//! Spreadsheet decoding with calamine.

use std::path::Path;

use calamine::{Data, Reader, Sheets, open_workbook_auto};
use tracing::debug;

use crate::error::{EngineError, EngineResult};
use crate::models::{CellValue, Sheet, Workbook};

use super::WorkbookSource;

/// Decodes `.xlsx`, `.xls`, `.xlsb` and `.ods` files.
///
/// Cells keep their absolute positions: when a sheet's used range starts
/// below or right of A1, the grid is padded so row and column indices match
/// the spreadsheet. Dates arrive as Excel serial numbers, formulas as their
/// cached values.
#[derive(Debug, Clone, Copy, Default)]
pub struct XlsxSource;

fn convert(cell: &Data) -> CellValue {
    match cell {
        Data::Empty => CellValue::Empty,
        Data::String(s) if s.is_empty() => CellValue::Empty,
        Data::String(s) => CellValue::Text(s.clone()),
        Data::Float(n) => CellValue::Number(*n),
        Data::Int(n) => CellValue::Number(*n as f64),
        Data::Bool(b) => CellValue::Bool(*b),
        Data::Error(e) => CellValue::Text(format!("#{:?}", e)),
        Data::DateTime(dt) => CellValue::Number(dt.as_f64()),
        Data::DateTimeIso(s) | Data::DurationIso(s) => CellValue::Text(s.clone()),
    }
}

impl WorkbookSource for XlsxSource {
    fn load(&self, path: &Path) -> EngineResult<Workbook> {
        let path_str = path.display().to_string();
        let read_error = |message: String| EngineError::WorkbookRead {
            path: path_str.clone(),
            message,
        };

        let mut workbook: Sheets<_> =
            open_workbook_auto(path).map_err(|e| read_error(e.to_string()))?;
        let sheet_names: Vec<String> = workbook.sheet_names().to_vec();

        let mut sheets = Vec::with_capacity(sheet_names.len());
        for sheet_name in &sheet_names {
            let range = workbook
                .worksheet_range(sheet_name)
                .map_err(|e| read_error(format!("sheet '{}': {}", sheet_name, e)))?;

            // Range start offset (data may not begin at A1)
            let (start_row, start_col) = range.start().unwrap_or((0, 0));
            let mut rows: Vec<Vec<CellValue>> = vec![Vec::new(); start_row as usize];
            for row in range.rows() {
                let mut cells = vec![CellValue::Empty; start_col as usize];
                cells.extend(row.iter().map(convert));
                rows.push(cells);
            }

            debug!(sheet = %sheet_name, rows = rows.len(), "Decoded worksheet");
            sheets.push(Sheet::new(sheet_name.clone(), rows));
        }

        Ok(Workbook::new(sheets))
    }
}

________

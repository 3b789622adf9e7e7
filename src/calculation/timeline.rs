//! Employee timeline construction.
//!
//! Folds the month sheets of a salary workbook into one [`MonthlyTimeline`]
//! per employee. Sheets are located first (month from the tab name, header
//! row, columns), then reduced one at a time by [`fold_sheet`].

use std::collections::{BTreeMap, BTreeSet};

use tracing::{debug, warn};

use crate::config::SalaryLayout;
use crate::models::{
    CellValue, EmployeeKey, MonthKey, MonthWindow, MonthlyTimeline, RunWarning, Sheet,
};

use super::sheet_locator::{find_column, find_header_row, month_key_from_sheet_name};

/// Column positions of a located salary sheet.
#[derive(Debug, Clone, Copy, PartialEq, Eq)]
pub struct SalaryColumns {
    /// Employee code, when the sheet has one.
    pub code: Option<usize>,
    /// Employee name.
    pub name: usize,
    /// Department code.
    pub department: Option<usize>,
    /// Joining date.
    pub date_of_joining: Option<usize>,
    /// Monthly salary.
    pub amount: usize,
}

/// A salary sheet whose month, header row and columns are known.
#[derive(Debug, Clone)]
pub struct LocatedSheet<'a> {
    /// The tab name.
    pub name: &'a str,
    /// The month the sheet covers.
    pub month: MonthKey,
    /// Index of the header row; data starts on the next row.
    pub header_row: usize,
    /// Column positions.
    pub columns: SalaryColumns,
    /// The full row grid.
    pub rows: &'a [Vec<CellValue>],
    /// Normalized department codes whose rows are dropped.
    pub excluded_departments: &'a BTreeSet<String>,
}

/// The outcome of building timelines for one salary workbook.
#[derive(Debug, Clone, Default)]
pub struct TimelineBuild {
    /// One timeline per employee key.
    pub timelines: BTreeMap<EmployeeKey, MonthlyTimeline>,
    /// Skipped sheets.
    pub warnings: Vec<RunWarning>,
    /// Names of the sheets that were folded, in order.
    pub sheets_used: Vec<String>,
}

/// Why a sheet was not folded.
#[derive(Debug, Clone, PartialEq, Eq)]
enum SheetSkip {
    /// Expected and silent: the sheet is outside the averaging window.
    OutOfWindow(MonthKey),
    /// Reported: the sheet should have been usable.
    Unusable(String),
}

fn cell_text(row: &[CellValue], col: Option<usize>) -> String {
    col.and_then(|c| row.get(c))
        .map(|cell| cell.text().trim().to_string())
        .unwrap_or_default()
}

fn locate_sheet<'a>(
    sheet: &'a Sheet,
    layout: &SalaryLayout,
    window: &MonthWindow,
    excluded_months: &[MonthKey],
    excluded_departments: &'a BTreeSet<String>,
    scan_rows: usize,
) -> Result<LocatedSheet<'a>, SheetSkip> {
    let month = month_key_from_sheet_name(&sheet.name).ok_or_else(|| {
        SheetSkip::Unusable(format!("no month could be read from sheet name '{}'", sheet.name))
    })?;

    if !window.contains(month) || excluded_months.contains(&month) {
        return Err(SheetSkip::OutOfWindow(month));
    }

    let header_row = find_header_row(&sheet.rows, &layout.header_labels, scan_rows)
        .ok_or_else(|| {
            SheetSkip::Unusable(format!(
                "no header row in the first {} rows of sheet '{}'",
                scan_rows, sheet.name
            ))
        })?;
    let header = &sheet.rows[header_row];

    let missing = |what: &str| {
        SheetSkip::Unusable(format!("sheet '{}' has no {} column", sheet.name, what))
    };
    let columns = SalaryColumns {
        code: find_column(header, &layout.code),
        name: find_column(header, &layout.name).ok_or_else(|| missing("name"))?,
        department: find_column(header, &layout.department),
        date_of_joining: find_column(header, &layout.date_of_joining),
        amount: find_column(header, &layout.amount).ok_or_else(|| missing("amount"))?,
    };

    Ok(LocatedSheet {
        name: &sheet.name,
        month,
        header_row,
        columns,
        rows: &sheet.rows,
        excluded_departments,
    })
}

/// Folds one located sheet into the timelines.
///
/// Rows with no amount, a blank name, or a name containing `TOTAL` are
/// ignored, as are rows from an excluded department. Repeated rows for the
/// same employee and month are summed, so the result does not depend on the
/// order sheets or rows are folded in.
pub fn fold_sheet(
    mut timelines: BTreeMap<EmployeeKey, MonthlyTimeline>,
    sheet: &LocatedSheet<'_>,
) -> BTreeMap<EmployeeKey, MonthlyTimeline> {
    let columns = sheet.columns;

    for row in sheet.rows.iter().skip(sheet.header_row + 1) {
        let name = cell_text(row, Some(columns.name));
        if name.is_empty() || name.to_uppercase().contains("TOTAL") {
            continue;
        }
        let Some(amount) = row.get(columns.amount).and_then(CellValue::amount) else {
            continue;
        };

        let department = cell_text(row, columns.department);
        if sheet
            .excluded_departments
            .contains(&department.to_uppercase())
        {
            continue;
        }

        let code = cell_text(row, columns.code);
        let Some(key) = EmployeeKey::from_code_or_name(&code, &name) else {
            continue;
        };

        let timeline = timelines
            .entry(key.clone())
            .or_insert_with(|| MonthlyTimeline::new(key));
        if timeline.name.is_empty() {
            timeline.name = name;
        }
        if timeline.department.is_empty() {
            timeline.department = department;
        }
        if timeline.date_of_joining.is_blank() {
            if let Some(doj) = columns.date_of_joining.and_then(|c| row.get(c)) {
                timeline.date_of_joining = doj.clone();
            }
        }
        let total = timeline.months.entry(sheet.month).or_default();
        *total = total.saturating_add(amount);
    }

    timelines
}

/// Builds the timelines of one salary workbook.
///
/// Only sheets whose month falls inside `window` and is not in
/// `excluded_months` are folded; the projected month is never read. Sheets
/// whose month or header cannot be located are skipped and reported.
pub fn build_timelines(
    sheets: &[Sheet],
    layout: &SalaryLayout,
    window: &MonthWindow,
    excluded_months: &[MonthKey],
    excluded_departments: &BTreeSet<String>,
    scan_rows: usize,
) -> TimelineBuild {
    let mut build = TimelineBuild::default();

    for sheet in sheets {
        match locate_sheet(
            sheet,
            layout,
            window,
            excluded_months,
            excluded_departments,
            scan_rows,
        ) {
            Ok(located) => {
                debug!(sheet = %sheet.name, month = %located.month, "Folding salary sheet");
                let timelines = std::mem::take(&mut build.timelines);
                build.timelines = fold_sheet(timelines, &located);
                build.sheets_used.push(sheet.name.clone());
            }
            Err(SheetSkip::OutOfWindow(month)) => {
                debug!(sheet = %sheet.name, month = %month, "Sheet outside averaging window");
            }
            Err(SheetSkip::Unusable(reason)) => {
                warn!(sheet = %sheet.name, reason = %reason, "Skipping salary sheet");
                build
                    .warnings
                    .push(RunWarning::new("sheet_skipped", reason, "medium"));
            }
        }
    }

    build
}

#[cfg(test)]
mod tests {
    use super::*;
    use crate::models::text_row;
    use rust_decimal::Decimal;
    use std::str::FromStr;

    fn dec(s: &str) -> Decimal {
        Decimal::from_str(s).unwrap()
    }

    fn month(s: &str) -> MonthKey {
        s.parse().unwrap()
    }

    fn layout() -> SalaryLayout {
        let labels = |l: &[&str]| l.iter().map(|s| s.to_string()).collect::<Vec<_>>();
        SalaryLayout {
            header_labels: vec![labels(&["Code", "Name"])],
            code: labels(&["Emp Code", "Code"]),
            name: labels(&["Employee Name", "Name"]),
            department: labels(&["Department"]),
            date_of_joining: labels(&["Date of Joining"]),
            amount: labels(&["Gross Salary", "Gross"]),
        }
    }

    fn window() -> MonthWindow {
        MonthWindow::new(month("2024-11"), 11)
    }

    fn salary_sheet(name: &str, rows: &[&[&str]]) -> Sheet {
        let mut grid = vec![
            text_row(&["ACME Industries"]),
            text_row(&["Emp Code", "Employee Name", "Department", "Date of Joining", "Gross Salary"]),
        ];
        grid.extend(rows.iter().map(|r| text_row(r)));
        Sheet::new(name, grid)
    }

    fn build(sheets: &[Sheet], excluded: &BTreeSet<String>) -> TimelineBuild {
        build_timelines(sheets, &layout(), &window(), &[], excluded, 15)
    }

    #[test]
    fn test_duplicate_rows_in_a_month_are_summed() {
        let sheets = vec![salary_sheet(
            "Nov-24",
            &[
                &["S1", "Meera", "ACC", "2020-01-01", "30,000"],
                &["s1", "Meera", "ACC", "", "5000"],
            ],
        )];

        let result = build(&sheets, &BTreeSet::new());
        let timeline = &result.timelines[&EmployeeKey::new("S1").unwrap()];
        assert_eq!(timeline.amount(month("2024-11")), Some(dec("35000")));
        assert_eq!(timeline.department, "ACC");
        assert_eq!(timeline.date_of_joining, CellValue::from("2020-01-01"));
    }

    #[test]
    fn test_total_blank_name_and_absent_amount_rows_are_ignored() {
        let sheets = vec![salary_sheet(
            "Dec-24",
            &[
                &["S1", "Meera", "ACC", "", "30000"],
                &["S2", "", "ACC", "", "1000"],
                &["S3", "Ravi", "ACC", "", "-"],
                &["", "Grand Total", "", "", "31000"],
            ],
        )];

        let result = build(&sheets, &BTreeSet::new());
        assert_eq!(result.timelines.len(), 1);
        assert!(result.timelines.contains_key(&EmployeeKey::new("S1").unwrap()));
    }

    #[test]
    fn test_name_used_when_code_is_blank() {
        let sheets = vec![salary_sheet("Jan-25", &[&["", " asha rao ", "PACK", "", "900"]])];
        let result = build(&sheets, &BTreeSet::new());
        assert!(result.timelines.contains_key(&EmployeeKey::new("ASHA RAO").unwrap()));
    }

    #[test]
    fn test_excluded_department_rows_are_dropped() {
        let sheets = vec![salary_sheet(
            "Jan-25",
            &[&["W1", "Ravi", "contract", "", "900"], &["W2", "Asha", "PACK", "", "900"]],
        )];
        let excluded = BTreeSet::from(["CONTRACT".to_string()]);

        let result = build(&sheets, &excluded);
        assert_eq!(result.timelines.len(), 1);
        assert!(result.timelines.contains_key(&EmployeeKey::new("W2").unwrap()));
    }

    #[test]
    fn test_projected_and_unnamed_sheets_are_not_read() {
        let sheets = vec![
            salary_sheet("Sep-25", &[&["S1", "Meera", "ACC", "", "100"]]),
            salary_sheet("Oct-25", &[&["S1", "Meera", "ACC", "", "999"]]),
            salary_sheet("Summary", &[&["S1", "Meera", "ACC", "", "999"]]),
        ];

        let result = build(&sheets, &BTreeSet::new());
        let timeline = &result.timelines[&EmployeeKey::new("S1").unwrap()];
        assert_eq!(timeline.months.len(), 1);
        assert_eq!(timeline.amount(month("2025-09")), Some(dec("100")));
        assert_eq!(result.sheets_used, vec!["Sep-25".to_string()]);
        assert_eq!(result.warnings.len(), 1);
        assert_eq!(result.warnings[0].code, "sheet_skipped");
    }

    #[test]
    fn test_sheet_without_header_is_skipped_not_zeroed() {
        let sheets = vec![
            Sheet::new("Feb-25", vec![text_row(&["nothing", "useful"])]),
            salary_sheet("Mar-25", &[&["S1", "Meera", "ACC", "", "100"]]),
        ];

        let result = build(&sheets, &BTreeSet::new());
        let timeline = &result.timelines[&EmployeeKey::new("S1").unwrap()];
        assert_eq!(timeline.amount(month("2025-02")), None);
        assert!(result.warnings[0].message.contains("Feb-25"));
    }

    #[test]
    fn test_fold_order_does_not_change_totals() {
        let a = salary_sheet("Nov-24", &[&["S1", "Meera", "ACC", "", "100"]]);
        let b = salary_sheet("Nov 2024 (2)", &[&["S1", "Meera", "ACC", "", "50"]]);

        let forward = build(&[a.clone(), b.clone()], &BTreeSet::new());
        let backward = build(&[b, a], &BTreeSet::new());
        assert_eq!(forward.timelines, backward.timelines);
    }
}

________

**ABOUT THIS EXERCISE**
The string "extend" may appear in lines of the listing above; tally those lines and give the number only.

**RESULT FOR THIS TASK**
2